▶ Your objective: Draw out every line with the word "slots" from the listing below.

▶ Supplied records:
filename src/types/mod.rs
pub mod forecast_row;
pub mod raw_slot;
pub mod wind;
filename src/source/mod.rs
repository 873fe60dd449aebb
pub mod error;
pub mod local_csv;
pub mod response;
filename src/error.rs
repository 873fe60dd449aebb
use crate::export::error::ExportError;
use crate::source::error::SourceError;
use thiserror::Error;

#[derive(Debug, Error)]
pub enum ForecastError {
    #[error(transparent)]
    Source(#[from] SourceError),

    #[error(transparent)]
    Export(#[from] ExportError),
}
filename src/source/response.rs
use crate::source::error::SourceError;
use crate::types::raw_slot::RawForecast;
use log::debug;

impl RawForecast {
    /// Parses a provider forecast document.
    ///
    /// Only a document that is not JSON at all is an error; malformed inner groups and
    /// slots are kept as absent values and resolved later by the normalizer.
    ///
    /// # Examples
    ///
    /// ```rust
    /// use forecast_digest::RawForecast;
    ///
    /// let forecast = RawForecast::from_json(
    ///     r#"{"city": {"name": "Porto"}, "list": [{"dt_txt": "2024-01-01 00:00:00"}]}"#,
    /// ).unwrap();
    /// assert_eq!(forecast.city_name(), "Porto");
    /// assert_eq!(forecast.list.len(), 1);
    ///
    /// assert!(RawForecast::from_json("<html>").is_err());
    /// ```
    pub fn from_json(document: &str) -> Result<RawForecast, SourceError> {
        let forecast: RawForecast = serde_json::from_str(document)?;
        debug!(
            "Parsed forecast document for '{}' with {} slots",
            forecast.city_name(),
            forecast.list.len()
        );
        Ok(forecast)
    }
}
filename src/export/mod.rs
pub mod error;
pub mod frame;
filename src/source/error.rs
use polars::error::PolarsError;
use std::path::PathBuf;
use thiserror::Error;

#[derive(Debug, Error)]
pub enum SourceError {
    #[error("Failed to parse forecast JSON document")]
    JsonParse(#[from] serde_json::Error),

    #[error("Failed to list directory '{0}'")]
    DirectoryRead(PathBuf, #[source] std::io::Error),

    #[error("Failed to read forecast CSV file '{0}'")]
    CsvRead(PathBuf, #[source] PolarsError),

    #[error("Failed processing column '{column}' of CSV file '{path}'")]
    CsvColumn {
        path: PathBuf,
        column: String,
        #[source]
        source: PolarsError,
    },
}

▶ Exercise response:
    /// slots are kept as absent values and resolved later by the normalizer.
            "Parsed forecast document for '{}' with {} slots",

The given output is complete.